> [Required work]: Select and reproduce each line of the listing below that bears the string "join".

> [Given information]:
.....
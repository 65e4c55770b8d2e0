use wsfs_api::fs::Parent;
use wsfs_lib::segment;

use super::ResourcePath;

fn base(root: &str, path: &ResourcePath) -> String {
    if path.is_root() {
        root.to_owned()
    } else {
        format!("{root}/{}", segment::encode_all(path.segments()))
    }
}

/// canonical url of a resource. directories always end with `/`, files never
/// do
pub fn location(root: &str, path: &ResourcePath, is_dir: bool) -> String {
    let mut rtn = base(root, path);

    if is_dir {
        rtn.push('/');
    }

    rtn
}

pub fn children_location(root: &str, path: &ResourcePath) -> String {
    format!("{}?depth=1", base(root, path))
}

/// ancestor directories of `path`, nearest first, excluding the workspace
/// directory itself
pub fn parents(root: &str, path: &ResourcePath) -> Vec<Parent> {
    let mut rtn = Vec::new();
    let mut current = path.parent();

    while let Some(dir) = current {
        if dir.is_root() {
            break;
        }

        rtn.push(Parent {
            name: dir.name().to_owned(),
            location: base(root, &dir),
            children_location: children_location(root, &dir),
        });

        current = dir.parent();
    }

    rtn
}

#[cfg(test)]
mod test {
    use super::*;

    #[test]
    fn locations() {
        let dir = ResourcePath::root().join("project").join("my folder");
        let file = dir.join("buzz.txt");

        assert_eq!(location("/file", &dir, true), "/file/project/my%20folder/");
        assert_eq!(location("/file", &file, false), "/file/project/my%20folder/buzz.txt");
        assert_eq!(location("/file", &ResourcePath::root(), true), "/file/");
        assert_eq!(children_location("/file", &dir), "/file/project/my%20folder?depth=1");
        assert_eq!(children_location("/file", &ResourcePath::root()), "/file?depth=1");
    }

    #[test]
    fn parent_chain() {
        let file = ResourcePath::root()
            .join("project")
            .join("my folder")
            .join("buzz.txt");
        let list = parents("/file", &file);

        assert_eq!(list.len(), 2);
        assert_eq!(list[0].name, "my folder");
        assert_eq!(list[0].location, "/file/project/my%20folder");
        assert_eq!(list[0].children_location, "/file/project/my%20folder?depth=1");
        assert_eq!(list[1].name, "project");
        assert_eq!(list[1].location, "/file/project");

        let top = ResourcePath::root().join("project");

        assert!(parents("/file", &top).is_empty());
        assert!(parents("/file", &ResourcePath::root()).is_empty());
    }
}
.....
> [Result below]:
        let dir = ResourcePath::root().join("project").join("my folder");
        let file = dir.join("buzz.txt");
            .join("project")
            .join("my folder")
            .join("buzz.txt");
        let top = ResourcePath::root().join("project");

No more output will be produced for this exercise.